The obstacles here are threefold. First, you have to get past the fan response, which we've seen a lot of right here over the last 24 hours. People hate change. Second, you have to deal with the players themselves. The NHLPA has fought these suspensions fairly hard, which is where the last part gets tricky: the league. They're being awfully shrewd here. It's really pretty clever, in an evil genius sort of way. By handing out occasional big suspensions and letting the players make a stink about it each time, they have an easy rebuttal if the PA ever comes at them with a player endangerment lawsuit. "We tried to make it safer, but they fought us on it every step of the way." But by doing it only sporadically, in a seemingly arbitrary way and rarely ever for a star player, it prevents an epidemic of having the most marketable players sitting in the press box for weeks at a time.

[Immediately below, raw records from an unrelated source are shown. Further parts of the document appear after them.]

//! Compiles a parsed SELECT statement into a query plan.
use std::sync::Arc;

use sqlparser::ast::{
    BinaryOperator as SqlBinaryOperator, Expr as SqlExpr, GroupByExpr,
    LimitClause, ObjectName, ObjectNamePart, Query, Select, SelectItem, SetExpr, Statement,
    TableFactor, UnaryOperator as SqlUnaryOperator, Value as SqlValue,
};
use tracing::trace;
use treestore::errors::StoreError;
use treestore::{Dataset, Tree};

use crate::deps::{check_wildcard_qualifier, collect_scan_columns};
use crate::errors::{Result, TreeSqlError, unsupported};
use crate::expr::{BinaryOperator, Expr, UnaryOperator};
use crate::rows::Rows;
use crate::value::Value;

/// A compiled single-table query.
///
/// Plans are immutable once built and can be executed any number of times.
#[derive(Debug)]
pub struct QueryPlan {
    pub tree: Arc<dyn Tree>,
    /// Columns read from storage, in scan order.
    pub scan_columns: Vec<String>,
    /// Output column names. Unnamed outputs have an empty name.
    pub columns: Vec<String>,
    /// Evaluates to a single value when there's one output column, and to a
    /// tuple of one value per output column otherwise.
    pub projection: Expr,
    pub filter: Option<Expr>,
    pub limit: Option<u64>,
    pub offset: u64,
    /// Number of bound arguments the plan expects.
    pub num_inputs: usize,
}

impl QueryPlan {
    /// Open a storage scan over exactly the needed columns and return a
    /// cursor over the results.
    pub fn execute(self: &Arc<Self>, args: &[Value]) -> Result<Rows> {
        if args.len() < self.num_inputs {
            return Err(TreeSqlError::InvalidArgument(format!(
                "query expects {} bound arguments, got {}",
                self.num_inputs,
                args.len()
            )));
        }
        let scan = self.tree.scan(&self.scan_columns)?;
        Ok(Rows::new(self.clone(), scan, args.to_vec()))
    }
}

/// Compile a statement against a dataset.
pub fn plan_statement(dataset: &dyn Dataset, stmt: Statement) -> Result<QueryPlan> {
    let query = match stmt {
        Statement::Query(query) => query,
        other => {
            return Err(unsupported!(
                "only SELECT statements are supported, got: {other}"
            ));
        }
    };
    plan_query(dataset, *query)
}
//! Volume attach, detach and resize over Fibre Channel.
//!
//! The connector is stateless between calls. The caller is expected to
//! serialize operations per volume: scan triggers, multipath reloads and
//! device removal are host-wide and are not locked here.

use std::path::Path;

use tracing::{debug, info, instrument, warn};

use crate::config::ConnectorConfig;
use crate::error::{FcError, Result};
use crate::fc::hba::{HbaInfo, get_fc_hbas_info};
use crate::fc::paths::get_possible_volume_paths;
use crate::fc::rescan::rescan_hosts;
use crate::host::{Host, LinuxHost};
use crate::metrics::{self, OperationTimer};
use crate::retry::run_with_retry;
use crate::scsi::device::{
    ScsiDeviceInfo, check_valid_device, do_extend_volume, get_dev_path, get_device_info,
    get_name_from_path, remove_scsi_device, requires_flush,
};
use crate::scsi::multipath::{
    find_multipath_device, find_multipath_device_path, flush_multipath_device, get_scsi_wwn,
    wait_for_rw,
};
use crate::types::{
    AccessMode, ConnectionProperties, DeviceInfo, DeviceType, NormalizedProperties, Target,
};

/// Where the device search loop of an attach is at.
#[derive(Debug)]
enum ScanState {
    /// Check every candidate path once
    Poll { attempt: u32 },
    /// Nothing found, ask the HBAs to rescan before the next poll
    Rescan { attempt: u32 },
    Found { host_device: String, device_name: String },
    Exhausted,
}

/// Whether the attach handed out a multipath map rather than a single path.
///
/// By-path devices carry a `/pci-` segment, mapper devices don't. An empty
/// used path means the attach never completed.
fn attached_through_map(path_used: &str, device_info: Option<&DeviceInfo>) -> bool {
    device_info.is_some_and(|info| info.multipath_id.is_some())
        || (!path_used.is_empty() && !path_used.contains("/pci-"))
}

/// Fibre Channel volume connector.
pub struct FibreChannelConnector<H: Host = LinuxHost> {
    host: H,
    config: ConnectorConfig,
}

impl FibreChannelConnector<LinuxHost> {
    /// Connector for the running host with default tunables.
    pub fn new() -> Self {
        Self::with_config(LinuxHost::new(), ConnectorConfig::default())
    }
}

impl Default for FibreChannelConnector<LinuxHost> {
    fn default() -> Self {
        Self::new()
    }
}

impl<H: Host> FibreChannelConnector<H> {
    pub fn with_config(host: H, config: ConnectorConfig) -> Self {
        Self { host, config }
    }

    pub fn host(&self) -> &H {
        &self.host
    }

    pub fn config(&self) -> &ConnectorConfig {
        &self.config
    }

    /// Attach a volume and return the device to use for I/O.
    ///
    /// Polls the candidate by-path devices, rescanning the HBAs between
    /// polls, until one exists and can be read. When multipath is in use
    /// and the volume has a map, the map is returned instead of the single
    /// path device.
    #[instrument(skip(self, properties))]
    pub async fn connect_volume(&self, properties: &ConnectionProperties) -> Result<DeviceInfo> {
        let timer = OperationTimer::new("connect_volume");
        let result = self.do_connect_volume(properties).await;
        timer.finish(&result);
        result
    }

    async fn do_connect_volume(&self, properties: &ConnectionProperties) -> Result<DeviceInfo> {
        let props = properties.normalize()?;
        debug!(targets = ?props.targets, "Normalized connection properties");

        let hbas = get_fc_hbas_info(&self.host).await?;
        if hbas.is_empty() {
            return Err(FcError::NoHbas);
        }
        let candidates = get_possible_volume_paths(&self.host, &props.targets, &hbas)?;
        debug!(paths = ?candidates, "Possible volume paths");

        let (host_device, device_name) = self.scan_for_device(&props, &hbas, &candidates).await?;
        info!(device = %host_device, real = %device_name, "Found Fibre Channel volume");

        let wwn = get_scsi_wwn(&self.host, &host_device)
            .await
            .map_err(|e| e.context(format!("reading WWN of {}", host_device)))?;

        let (path, multipath_id) = if props.use_multipath {
            self.discover_multipath_device(&props, &wwn, &device_name)
                .await
        } else {
            (host_device, None)
        };

        Ok(DeviceInfo {
            path,
            scsi_wwn: wwn,
            multipath_id,
            device_type: DeviceType::Block,
        })
    }

    /// Poll and rescan until a candidate shows up or the attempts run out.
    async fn scan_for_device(
        &self,
        props: &NormalizedProperties,
        hbas: &[HbaInfo],
        candidates: &[String],
    ) -> Result<(String, String)> {
        let max_attempts = self.config.device_scan_attempts;
        let mut state = ScanState::Poll { attempt: 1 };
        loop {
            state = match state {
                ScanState::Poll { attempt } => match self.poll_candidates(candidates).await {
                    Some((host_device, device_name)) => ScanState::Found {
                        host_device,
                        device_name,
                    },
                    None if attempt < max_attempts => ScanState::Rescan { attempt },
                    None => ScanState::Exhausted,
                },
                ScanState::Rescan { attempt } => {
                    debug!(attempt, max_attempts, "Volume not found yet, rescanning");
                    rescan_hosts(&self.host, hbas, props);
                    metrics::record_retry("connect_volume");
                    tokio::time::sleep(self.config.device_scan_interval).await;
                    ScanState::Poll {
                        attempt: attempt + 1,
                    }
                }
                ScanState::Found {
                    host_device,
                    device_name,
                } => return Ok((host_device, device_name)),
                ScanState::Exhausted => {
                    warn!(attempts = max_attempts, "Fibre Channel volume device not found");
                    return Err(FcError::DeviceNotFound(format!(
                        "targets {}",
                        props.targets_label()
                    )));
                }
            };
        }
    }

    /// First candidate that exists and can be read, with its real device.
    async fn poll_candidates(&self, candidates: &[String]) -> Option<(String, String)> {
        for dev in candidates {
            if self.host.path_exists(Path::new(dev)) && check_valid_device(&self.host, dev).await {
                // The /dev/sdX name is what multipath knows the device by
                let device_name = self
                    .host
                    .real_path(Path::new(dev))
                    .map(|p| p.to_string_lossy().into_owned())
                    .unwrap_or_else(|_| dev.clone());
                return Some((dev.clone(), device_name));
            }
        }
        None
    }

    /// Find the multipath map of an attached volume.
    ///
    /// Falls back to the single path device when there is no map. Waiting
    /// for the map to go read-write is best effort.
    async fn discover_multipath_device(
        &self,
        props: &NormalizedProperties,
        wwn: &str,
        device_name: &str,
    ) -> (String, Option<String>) {
        let found = match find_multipath_device_path(
            &self.host,
            wwn,
            self.config.path_wait_attempts,
            self.config.path_wait_interval,
        )
        .await
        {
            Ok(path) => Some(path),
            Err(e) => {
                debug!(wwn = %wwn, error = %e, "No multipath link, asking multipath");
                match find_multipath_device(&self.host, device_name).await {
                    Ok(Some(mpath)) => Some(mpath.device),
                    Ok(None) => None,
                    Err(e) => {
                        warn!(device = %device_name, error = %e, "Multipath lookup failed");
                        None
                    }
                }
            }
        };

        let Some(path) = found else {
            // No map, the kernel only sees the one device
            info!(device = %device_name, "No multipath device, using single path");
            return (device_name.to_string(), None);
        };

        if props.access_mode != AccessMode::ReadOnly {
            // Maps sometimes come up read-only and need time to go read-write
            let rw = run_with_retry(
                "wait_for_rw",
                self.config.rw_wait_attempts,
                self.config.rw_wait_interval,
                async |_| {
                    match wait_for_rw(&self.host, wwn, &path).await {
                        Ok(()) => true,
                        Err(e) => {
                            debug!(device = %path, error = %e, "Device not read-write yet");
                            false
                        }
                    }
                },
            )
            .await;
            if !rw {
                warn!(device = %path, "Block device is still read-only, continuing anyway");
            }
        }
        (path, Some(wwn.to_string()))
    }

    /// Detach a volume, removing every SCSI device the kernel created for it.
    ///
    /// `device_info` is the result of the attach, when the caller kept it.
    #[instrument(skip(self, properties, device_info))]
    pub async fn disconnect_volume(
        &self,
        properties: &ConnectionProperties,
        device_info: Option<&DeviceInfo>,
    ) -> Result<()> {
        let timer = OperationTimer::new("disconnect_volume");
        let result = self.do_disconnect_volume(properties, device_info).await;
        timer.finish(&result);
        result
    }

    async fn do_disconnect_volume(
        &self,
        properties: &ConnectionProperties,
        device_info: Option<&DeviceInfo>,
    ) -> Result<()> {
        let props = properties.normalize()?;
        let volume_paths = self
            .get_volume_paths(&props.targets)
            .await
            .map_err(|e| e.context("looking up volume paths"))?;
        debug!(paths = ?volume_paths, "Volume paths to disconnect");

        let path_used = get_dev_path(&props, device_info);
        let was_multipath = attached_through_map(&path_used, device_info);

        // Only a map the attach handed out gets flushed, and only once
        let mut flush_map = props.use_multipath && was_multipath;
        let mut devices = Vec::new();
        for path in &volume_paths {
            if flush_map && check_valid_device(&self.host, path).await {
                flush_map = self.flush_multipath_for(path).await.is_none();
            }

            let Some(real_path) = get_name_from_path(&self.host, path) else {
                continue;
            };
            match get_device_info(&self.host, &real_path).await {
                Ok(device) => devices.push(device),
                Err(e) => warn!(path = %real_path, error = %e, "Failed to get device info"),
            }
        }

        if devices.is_empty() {
            return Err(FcError::NoDeviceToRemove(props.targets_label()));
        }
        info!(devices = devices.len(), "Removing devices");
        self.remove_devices(&devices, &path_used, was_multipath).await?;
        info!("Devices removed successfully");
        Ok(())
    }

    /// Flush the multipath map a path belongs to; returns the map's path.
    async fn flush_multipath_for(&self, path: &str) -> Option<String> {
        let wwn = match get_scsi_wwn(&self.host, path).await {
            Ok(wwn) => wwn,
            Err(e) => {
                warn!(path = %path, error = %e, "Failed to read WWN");
                return None;
            }
        };
        let mpath = match find_multipath_device_path(
            &self.host,
            &wwn,
            self.config.path_wait_attempts,
            self.config.path_wait_interval,
        )
        .await
        {
            Ok(mpath) => mpath,
            Err(e) => {
                debug!(wwn = %wwn, error = %e, "No multipath device to flush");
                return None;
            }
        };
        flush_multipath_device(
            &self.host,
            &mpath,
            self.config.flush_attempts,
            self.config.flush_interval,
            self.config.flush_timeout,
        )
        .await;
        Some(mpath)
    }

    /// There may have been more than one device created by the kernel for
    /// this volume; remove all of them.
    async fn remove_devices(
        &self,
        devices: &[ScsiDeviceInfo],
        path_used: &str,
        was_multipath: bool,
    ) -> Result<()> {
        for device in devices {
            let flush = requires_flush(&self.host, &device.device, path_used, was_multipath)
                .map_err(|e| {
                    e.context(format!(
                        "checking flush for {} (used {}, multipath {})",
                        device.device, path_used, was_multipath
                    ))
                })?;
            remove_scsi_device(&self.host, &device.device, flush, &self.config)
                .await
                .map_err(|e| e.context(format!("removing SCSI device {}", device.device)))?;
        }
        Ok(())
    }

    /// Make the host see a new volume size; returns the size in bytes.
    #[instrument(skip(self, properties))]
    pub async fn extend_volume(&self, properties: &ConnectionProperties) -> Result<f64> {
        let timer = OperationTimer::new("extend_volume");
        let result = self.do_extend(properties).await;
        timer.finish(&result);
        result
    }

    async fn do_extend(&self, properties: &ConnectionProperties) -> Result<f64> {
        let props = properties.normalize()?;
        let volume_paths = self
            .get_volume_paths(&props.targets)
            .await
            .map_err(|e| e.context("looking up volume paths"))?;
        if volume_paths.is_empty() {
            return Err(FcError::NoVolumePaths(props.targets_label()));
        }

        let new_size =
            do_extend_volume(&self.host, &volume_paths, props.use_multipath, &self.config).await?;
        info!(size = new_size, "Volume extended");
        Ok(new_size)
    }

    /// Candidate paths for `targets` that currently exist on the host.
    ///
    /// How the fabric is zoned decides which of the possible paths show up,
    /// so each one is checked.
    pub async fn get_volume_paths(&self, targets: &[Target]) -> Result<Vec<String>> {
        let hbas = get_fc_hbas_info(&self.host).await?;
        let possible = get_possible_volume_paths(&self.host, targets, &hbas)?;
        Ok(possible
            .into_iter()
            .filter(|path| self.host.path_exists(Path::new(path)))
            .collect())
    }
}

Another big hurdle, though, is that this is a mental health issue as much as a physical one, and our culture is much more sympathetic to claims of "I have a broken leg" than it is to "I have clinical depression." Having to pick between dangerous hockey and no hockey at all is a false choice. Our options are either stick with the status quo or try to make things safer, and I see no compelling reason not to at least try to make things safer.
I disagree with you on this part though, I personally do not think being weak of mind and body is progressive nor does it move us in the right direction. It's very possible to be strong yet honorable, tough yet empathetic, etc. Basically all I'm saying is that you don't have to be a ***** in order to be sensitive to the people around you.Caveman attitudes about the "p***yfication" of America move us in the wrong direction.